Come riporta il Guardian, la raccomandazione ha scatenato la reazione del governo australiano che, attraverso le parole della ministra degli Esteri Marise Payne e della collega all’Ambiente Sussan Ley, ha contattato la direttrice generale dell’Unesco, Audrey Azoulay. «È un ribaltone inaspettato», ha dichiarato Ley, riferendosi a dichiarazioni dell’organizzazione internazionale risalenti alla scorsa settimana in cui si negava ogni possibile intervento nell’anno in corso.

«Sappiamo che il cambiamento climatico è la più grande minaccia per le barriere coralline del mondo», ha continuato la ministra. «Tuttavia, 83 siti naturali del patrimonio dell’umanità subiscono tali minacce. Non è giusto puntare il dito solo sull’Australia».

Per la prima volta un sito Unesco a rischio per i cambiamenti climatici

È la prima volta che un sito Unesco viene inserito nella lista di quelli a rischio a causa delle conseguenze della crisi climatica. Lo spostamento di categoria, infatti, avviene solitamente a seguito di conflitti armati, inquinamento, bracconaggio e urbanizzazione incontrollata. In Australia però, dall’ultima analisi risalente al 2015, è emerso che il riscaldamento globale ha aumentato le temperature oceaniche e questo si è tradotto in tre nuovi eventi di sbiancamento di massa lungo i 2300 km della Barriera corallina. Da qui l’allerta.

«Sono necessari impegni più forti e chiari», si legge nel rapporto stilato dall’organizzazione. «Urgono un contrasto ai cambiamenti climatici e un’accelerazione per migliorare la qualità dell’acqua e la gestione del territorio». L’Unesco ha raccomandato, inoltre, di avviare una missione di monitoraggio per sviluppare misure correttive, chiedendo al Queensland e ai governi federali di presentare un rapporto entro febbraio 2022, che delinei un piano per proteggere la barriera.

Tuttavia l’Australia rimane riluttante a impegnarsi in un’azione mirata sul clima. Come sottolinea la Bbc, si tratta di uno dei pochi membri dell’Ocse che ancora resiste alle pressioni per sottoscrivere un obiettivo di zero emissioni entro il 2050. Il Paese, grande esportatore di carbone e gas, non aggiorna i suoi obiettivi climatici dal 2015 e il suo attuale intento è ridurre le emissioni entro il 2030 del 26-28% rispetto ai livelli del 2005. «La raccomandazione dell’Unesco è chiara e inequivocabile», ha affermato Richard Leck, responsabile degli oceani per il World Wide Fund for Nature – Australia. «Il governo australiano non sta facendo abbastanza per proteggere il nostro più grande bene naturale».

Per l’Australia si tratta di un atto politico

«Si tratta di una questione puramente politica», ha attaccato la ministra dell’Ambiente.
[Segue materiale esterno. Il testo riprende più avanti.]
//! Hand-rolled bit-flag sets for creation-time and per-query options.
//!
//! The corpus this crate is grown from doesn't reach for the `bitflags`
//! crate, so these are plain wrapper structs over a `u32`, same as
//! elsewhere in the corpus.

use crate::errors::{KdResult, KdTreeError};

/// Options recognised at index-creation time.
#[derive(Debug, Clone, Copy, PartialEq, Eq, Default)]
pub struct CreationFlags(u32);

impl CreationFlags {
    /// Reserve space for per-query statistics up front.
    pub const TOUCH_STATISTICS: u32 = 1 << 0;

    const KNOWN: u32 = Self::TOUCH_STATISTICS;

    /// No flags set.
    pub fn empty() -> Self {
        CreationFlags(0)
    }

    /// Validates `bits` against the known flag set.
    pub fn from_bits(bits: u32) -> KdResult<Self> {
        if bits & !Self::KNOWN != 0 {
            return Err(KdTreeError::InvalidArgument(format!(
                "unknown creation flag bits: {:#x}",
                bits & !Self::KNOWN
            )));
        }
        Ok(CreationFlags(bits))
    }

    /// Whether `TOUCH_STATISTICS` was requested.
    pub fn touch_statistics(&self) -> bool {
        self.0 & Self::TOUCH_STATISTICS != 0
    }

    /// The raw bits.
    pub fn bits(&self) -> u32 {
        self.0
    }
}

/// Options recognised on a per-query (or per-batch) call.
#[derive(Debug, Clone, Copy, PartialEq, Eq, Default)]
pub struct SearchOptions(u32);

impl SearchOptions {
    /// Include the query's own coordinates as an eligible neighbour.
    pub const ALLOW_SELF_MATCH: u32 = 1 << 0;
    /// Sort the returned k entries by ascending distance.
    pub const SORT_RESULTS: u32 = 1 << 1;
    /// Count leaf points inspected and report the total.
    pub const COLLECT_STATISTICS: u32 = 1 << 2;
    /// Reserved; currently a no-op, included for forward compatibility.
    pub const TOUCH_STATISTICS_RESERVED: u32 = 1 << 3;

    const KNOWN: u32 = Self::ALLOW_SELF_MATCH
        | Self::SORT_RESULTS
        | Self::COLLECT_STATISTICS
        | Self::TOUCH_STATISTICS_RESERVED;

    /// No flags set.
    pub fn empty() -> Self {
        SearchOptions(0)
    }

    /// Validates `bits` against the known flag set.
    pub fn from_bits(bits: u32) -> KdResult<Self> {
        if bits & !Self::KNOWN != 0 {
            return Err(KdTreeError::InvalidArgument(format!(
                "unknown search option bits: {:#x}",
                bits & !Self::KNOWN
            )));
        }
        Ok(SearchOptions(bits))
    }

    /// Whether `ALLOW_SELF_MATCH` was requested.
    pub fn allow_self_match(&self) -> bool {
        self.0 & Self::ALLOW_SELF_MATCH != 0
    }

    /// Whether `SORT_RESULTS` was requested.
    pub fn sort_results(&self) -> bool {
        self.0 & Self::SORT_RESULTS != 0
    }

    /// Whether `COLLECT_STATISTICS` was requested.
    pub fn collect_statistics(&self) -> bool {
        self.0 & Self::COLLECT_STATISTICS != 0
    }

    /// The raw bits.
    pub fn bits(&self) -> u32 {
        self.0
    }
}

#[cfg(test)]
mod tests {
    use super::*;

    #[test]
    fn unknown_search_bits_are_rejected() {
        assert!(SearchOptions::from_bits(1 << 31).is_err());
    }

    #[test]
    fn known_search_bits_round_trip() {
        let opts =
            SearchOptions::from_bits(SearchOptions::ALLOW_SELF_MATCH | SearchOptions::SORT_RESULTS)
                .unwrap();
        assert!(opts.allow_self_match());
        assert!(opts.sort_results());
        assert!(!opts.collect_statistics());
    }

    #[test]
    fn unknown_creation_bits_are_rejected() {
        assert!(CreationFlags::from_bits(1 << 5).is_err());
    }
}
In Australia, infatti, sarebbero in molti a sospettare che dietro la decisione ci sia lo zampino della Cina che presiede il Comitato del Patrimonio Mondiale e il prossimo 16 luglio ospiterà una riunione a Fuzhou per discutere, tra le altre, della questione. «Quando non si seguono le corrette procedure e si capovolge il processo, non può essere altro che un atto politico. Ho messo in chiaro che contesteremo questo approccio imperfetto, adottato senza un’adeguata consultazione».

È la seconda volta che la barriera corallina è minacciata di essere inserita nell’elenco dei siti in pericolo. L’ultima volta, risalente al 2015, il governo aveva vinto la battaglia, ma stavolta potrebbe essere diverso.